这里以部署一个Tomcat为例,通过创建 Deploment 应用配置日志采集(配置方式同样适用 StatefulSet),来测试日志是否能正常采集、索引和显示。

  1. 在 Kubernetes 菜单下,单击左侧导航栏中的应用 > 无状态,进入无状态页面。
  2. 单击右上角的使用模板创建,进入使用模板创建页面。
  3. 选择集群k8s-cluster(必须和Log-Pilot 组件部署在同一集群下),并选择目标命名空间
  4. 示例模板选择自定义,并将以下内容复制到模板中,单击创建
    编排模板如下:
    apiVersion: v1
    kind: Pod
    metadata:
      name: tomcat
    spec:
      containers:
      - name: tomcat
        image: "tomcat:7.0"
        env:
        # 1、stdout为约定关键字,表示采集标准输出日志
        # 2、配置标准输出日志采集到ES的catalina索引下
        - name: aliyun_logs_catalina
          value: "stdout"
        # 1、配置采集容器内文件日志,支持通配符
        # 2、配置该日志采集到ES的access索引下
        - name: aliyun_logs_access
          value: "/usr/local/tomcat/logs/catalina.*.log"
        # 容器内文件日志路径需要配置emptyDir
        volumeMounts:
          - name: tomcat-log
            mountPath: /usr/local/tomcat/logs
      volumes:
        - name: tomcat-log
          emptyDir: {}
    说明 在上面的编排中,通过在 Pod 中定义环境变量的方式,动态地生成日志采集配置文件,环境变量的具体说明如下:
    • aliyun_logs_catalina=stdout表示要收集容器的 stdout 日志。
    • aliyun_logs_access=/usr/local/tomcat/logs/catalina.*.log 表示要收集容器内 /usr/local/tomcat/logs/ 目录下所有名字匹配 catalina.*.log 的文件日志。

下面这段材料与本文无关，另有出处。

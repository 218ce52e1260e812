use overlay::config::{AppConfig, ApplyToConfig};

use crate::cli::ClapCli;

impl ApplyToConfig for ClapCli {
    fn apply_to_config(&self, mut config: AppConfig) -> AppConfig {
        if let Some(state_file) = self.state_file.as_ref() {
            *config.state_file_mut() = state_file.clone();
        }

        // Flags can only switch these on/off relative to the file, never back
        if self.debug {
            *config.debug_mut() = true;
        }
        if self.no_color {
            *config.use_colors_mut() = false;
        }

        config
    }
}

    在本方案的 Elasticsearch 场景下,环境变量中的 $name 表示 Index,本例中 $name即是 catalina 和 access 。

  5. 选择应用 > 容器组,选择部署 Tomcat 的集群cluster-k8s和命名空间default,在目标 Tomcat 右侧选择更多 > 日志
    采集日志
    容器组 - tomcat页面的日志页签下,看到如下内容时,表示 Tomcat 部署成功。部署tomcat
  6. 在阿里云 ES 控制台,单击Kibana控制台,登录 Kibana。
  7. 单击Management,在Configure an index pattern区域输入access-*,单击Create
    创建索引
  8. 可选: 如果您需要创建多个索引,按照如下步骤操作。
    1. 单击Management,在Kibana区域单击Index Patterns
    2. 单击Create Index Patterns,在Index name or pattern中输入目标索引(索引格式为XXX-*),单击Create
  9. 单击Discover,您可以看到 Tomcat 的日志被采集到了指定的 ES 集群中。
    采集日志到ES
    说明 Log-Pilot 默认采集日志到 ES 集群时会自动创建格式为 index-yyyy.MM.dd 的索引。

我们可以看到只需要通过上面简单的配置就可以很方便地将 Kubernetes 集群中Pod的标准输出日志和容器内文件日志采集到 ES 集群中。通过这个方案,我们能有效应对分布式 Kubernetes 集群日志需求,可以帮助提升运维和运营效率,保障系统持续稳定运行。